WHAT YOU SHOULD DO
Copy each line that includes the string "once" from the material into your answer.

EXCERPTED DATA

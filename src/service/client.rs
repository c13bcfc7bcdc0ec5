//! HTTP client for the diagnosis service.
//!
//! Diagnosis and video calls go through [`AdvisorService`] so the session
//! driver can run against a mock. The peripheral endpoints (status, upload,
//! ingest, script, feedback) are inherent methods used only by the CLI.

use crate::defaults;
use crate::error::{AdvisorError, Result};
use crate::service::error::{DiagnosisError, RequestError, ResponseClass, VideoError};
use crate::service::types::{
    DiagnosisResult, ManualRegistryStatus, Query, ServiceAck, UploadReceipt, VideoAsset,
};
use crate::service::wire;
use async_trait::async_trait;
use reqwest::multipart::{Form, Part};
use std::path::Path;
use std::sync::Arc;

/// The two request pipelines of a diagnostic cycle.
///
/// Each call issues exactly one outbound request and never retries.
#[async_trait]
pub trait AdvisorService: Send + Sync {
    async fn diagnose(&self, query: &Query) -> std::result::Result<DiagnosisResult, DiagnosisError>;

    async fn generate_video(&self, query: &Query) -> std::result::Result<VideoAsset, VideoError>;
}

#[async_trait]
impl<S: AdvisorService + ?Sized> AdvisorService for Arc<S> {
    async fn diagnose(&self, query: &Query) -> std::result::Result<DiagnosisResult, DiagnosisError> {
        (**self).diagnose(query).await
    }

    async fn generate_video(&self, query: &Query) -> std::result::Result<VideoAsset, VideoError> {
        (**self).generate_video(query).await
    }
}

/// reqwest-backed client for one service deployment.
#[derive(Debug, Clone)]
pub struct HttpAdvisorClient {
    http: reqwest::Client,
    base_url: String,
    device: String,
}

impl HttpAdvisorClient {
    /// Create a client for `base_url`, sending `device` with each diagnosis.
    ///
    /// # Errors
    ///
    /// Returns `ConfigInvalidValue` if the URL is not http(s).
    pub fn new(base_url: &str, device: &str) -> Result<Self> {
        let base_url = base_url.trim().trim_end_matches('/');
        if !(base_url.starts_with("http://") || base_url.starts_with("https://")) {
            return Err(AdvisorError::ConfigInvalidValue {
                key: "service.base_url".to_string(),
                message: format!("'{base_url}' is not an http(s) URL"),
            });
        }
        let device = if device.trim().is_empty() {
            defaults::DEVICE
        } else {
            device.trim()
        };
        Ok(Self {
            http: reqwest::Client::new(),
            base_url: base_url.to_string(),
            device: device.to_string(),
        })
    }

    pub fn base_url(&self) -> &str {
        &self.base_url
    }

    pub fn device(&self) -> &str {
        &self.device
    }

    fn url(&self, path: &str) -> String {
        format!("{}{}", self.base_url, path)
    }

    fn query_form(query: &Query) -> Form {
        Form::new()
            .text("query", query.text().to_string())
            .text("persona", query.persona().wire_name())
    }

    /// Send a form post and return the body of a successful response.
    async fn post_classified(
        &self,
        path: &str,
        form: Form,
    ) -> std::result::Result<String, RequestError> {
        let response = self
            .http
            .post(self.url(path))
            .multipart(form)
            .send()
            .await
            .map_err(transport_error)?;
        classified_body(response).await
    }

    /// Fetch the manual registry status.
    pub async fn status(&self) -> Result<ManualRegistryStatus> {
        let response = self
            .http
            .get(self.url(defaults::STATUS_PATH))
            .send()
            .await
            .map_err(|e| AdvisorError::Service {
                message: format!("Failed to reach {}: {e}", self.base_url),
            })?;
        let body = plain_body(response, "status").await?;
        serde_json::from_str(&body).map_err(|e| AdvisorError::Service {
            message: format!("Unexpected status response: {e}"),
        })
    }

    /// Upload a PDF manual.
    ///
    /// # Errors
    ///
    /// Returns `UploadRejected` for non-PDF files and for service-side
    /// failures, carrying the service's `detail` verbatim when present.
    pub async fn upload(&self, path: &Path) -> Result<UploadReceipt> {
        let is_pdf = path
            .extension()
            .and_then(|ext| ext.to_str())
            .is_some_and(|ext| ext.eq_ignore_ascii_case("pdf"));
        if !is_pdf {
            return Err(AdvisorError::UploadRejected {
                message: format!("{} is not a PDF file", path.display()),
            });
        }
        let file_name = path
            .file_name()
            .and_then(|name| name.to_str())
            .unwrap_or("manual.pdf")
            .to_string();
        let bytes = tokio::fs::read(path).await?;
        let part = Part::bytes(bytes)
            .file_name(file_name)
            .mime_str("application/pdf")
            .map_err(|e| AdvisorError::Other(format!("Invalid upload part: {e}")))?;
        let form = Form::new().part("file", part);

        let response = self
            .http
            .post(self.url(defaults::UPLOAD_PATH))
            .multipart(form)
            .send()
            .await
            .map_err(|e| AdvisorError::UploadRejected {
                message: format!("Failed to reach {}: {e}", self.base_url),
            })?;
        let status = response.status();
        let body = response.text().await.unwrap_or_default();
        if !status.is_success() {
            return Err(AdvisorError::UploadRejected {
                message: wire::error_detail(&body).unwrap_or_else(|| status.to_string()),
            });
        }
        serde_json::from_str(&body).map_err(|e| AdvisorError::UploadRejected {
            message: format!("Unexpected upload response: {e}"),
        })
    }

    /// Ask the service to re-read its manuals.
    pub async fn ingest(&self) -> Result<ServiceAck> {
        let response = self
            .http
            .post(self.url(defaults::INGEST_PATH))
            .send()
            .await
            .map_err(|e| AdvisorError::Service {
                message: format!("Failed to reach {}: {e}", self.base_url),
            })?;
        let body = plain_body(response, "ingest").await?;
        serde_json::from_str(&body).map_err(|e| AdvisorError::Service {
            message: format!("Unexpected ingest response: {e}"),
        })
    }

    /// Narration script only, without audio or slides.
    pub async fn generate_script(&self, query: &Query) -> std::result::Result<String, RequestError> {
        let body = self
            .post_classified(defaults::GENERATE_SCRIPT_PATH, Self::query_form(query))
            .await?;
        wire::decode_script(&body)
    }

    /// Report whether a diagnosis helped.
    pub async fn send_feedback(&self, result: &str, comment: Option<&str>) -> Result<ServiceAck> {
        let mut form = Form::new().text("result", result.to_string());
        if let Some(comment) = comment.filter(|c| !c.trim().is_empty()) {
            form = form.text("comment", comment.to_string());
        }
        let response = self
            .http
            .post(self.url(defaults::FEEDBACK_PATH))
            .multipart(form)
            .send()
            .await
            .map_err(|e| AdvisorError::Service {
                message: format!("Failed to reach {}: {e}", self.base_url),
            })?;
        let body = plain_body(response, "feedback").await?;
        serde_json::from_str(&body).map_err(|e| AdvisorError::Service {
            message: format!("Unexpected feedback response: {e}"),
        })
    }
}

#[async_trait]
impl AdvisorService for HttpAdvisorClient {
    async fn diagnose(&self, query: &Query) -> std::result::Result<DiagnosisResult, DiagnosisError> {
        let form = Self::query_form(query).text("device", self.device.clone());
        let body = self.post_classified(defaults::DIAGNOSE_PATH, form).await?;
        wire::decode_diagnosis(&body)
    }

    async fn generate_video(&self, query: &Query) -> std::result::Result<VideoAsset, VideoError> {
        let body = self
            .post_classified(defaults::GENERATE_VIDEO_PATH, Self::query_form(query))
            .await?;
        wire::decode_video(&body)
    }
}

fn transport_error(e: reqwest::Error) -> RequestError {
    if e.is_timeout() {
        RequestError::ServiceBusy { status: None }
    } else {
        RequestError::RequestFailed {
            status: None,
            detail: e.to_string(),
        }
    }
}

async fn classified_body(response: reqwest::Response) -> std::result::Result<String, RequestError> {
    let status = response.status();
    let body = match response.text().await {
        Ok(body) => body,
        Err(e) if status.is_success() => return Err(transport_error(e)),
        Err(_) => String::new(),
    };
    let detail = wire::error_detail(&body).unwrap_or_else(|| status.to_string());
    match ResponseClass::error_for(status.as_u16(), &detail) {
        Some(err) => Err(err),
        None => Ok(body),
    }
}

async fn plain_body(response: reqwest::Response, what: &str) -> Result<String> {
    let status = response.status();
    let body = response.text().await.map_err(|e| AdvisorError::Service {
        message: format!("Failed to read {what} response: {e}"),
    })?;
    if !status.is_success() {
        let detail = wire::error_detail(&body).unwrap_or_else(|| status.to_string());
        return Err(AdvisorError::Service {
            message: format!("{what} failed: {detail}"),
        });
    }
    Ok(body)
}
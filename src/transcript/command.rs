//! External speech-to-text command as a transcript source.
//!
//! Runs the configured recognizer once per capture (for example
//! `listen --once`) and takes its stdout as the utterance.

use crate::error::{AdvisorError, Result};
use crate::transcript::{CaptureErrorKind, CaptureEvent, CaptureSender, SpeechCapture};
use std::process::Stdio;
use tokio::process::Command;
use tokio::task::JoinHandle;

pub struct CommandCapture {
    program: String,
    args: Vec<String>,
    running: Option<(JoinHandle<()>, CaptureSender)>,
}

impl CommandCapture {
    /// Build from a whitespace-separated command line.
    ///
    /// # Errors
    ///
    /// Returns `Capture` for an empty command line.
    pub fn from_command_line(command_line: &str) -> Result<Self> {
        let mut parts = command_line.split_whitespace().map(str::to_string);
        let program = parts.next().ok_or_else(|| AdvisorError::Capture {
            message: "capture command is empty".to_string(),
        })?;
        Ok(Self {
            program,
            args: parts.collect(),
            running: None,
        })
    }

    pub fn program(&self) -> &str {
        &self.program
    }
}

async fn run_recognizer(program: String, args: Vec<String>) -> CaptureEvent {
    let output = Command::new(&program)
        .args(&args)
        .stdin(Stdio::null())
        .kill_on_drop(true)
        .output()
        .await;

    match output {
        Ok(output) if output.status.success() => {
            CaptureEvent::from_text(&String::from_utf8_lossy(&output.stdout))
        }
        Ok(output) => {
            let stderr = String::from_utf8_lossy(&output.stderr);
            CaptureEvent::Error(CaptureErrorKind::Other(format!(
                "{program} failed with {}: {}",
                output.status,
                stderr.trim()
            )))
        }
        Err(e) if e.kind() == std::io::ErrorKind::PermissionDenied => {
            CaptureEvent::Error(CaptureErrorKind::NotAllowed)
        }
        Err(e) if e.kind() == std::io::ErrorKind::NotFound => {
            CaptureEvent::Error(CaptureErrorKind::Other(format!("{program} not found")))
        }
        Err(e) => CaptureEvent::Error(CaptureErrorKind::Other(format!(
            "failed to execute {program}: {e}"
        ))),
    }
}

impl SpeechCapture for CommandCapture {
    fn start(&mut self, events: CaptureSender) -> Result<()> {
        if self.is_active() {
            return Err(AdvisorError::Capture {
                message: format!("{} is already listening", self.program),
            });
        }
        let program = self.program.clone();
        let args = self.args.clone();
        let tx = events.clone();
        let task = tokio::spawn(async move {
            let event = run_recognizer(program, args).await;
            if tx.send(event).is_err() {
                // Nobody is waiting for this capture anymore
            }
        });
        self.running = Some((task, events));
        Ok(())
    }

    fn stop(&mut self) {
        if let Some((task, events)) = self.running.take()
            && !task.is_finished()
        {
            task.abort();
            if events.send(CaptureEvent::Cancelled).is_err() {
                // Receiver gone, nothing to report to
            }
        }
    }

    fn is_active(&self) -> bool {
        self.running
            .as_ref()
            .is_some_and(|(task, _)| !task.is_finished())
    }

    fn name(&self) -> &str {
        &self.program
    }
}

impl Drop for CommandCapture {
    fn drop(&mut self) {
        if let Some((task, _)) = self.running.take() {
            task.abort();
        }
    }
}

RESPONSE BOX
//! Runs the configured recognizer once per capture (for example
//! `listen --once`) and takes its stdout as the utterance.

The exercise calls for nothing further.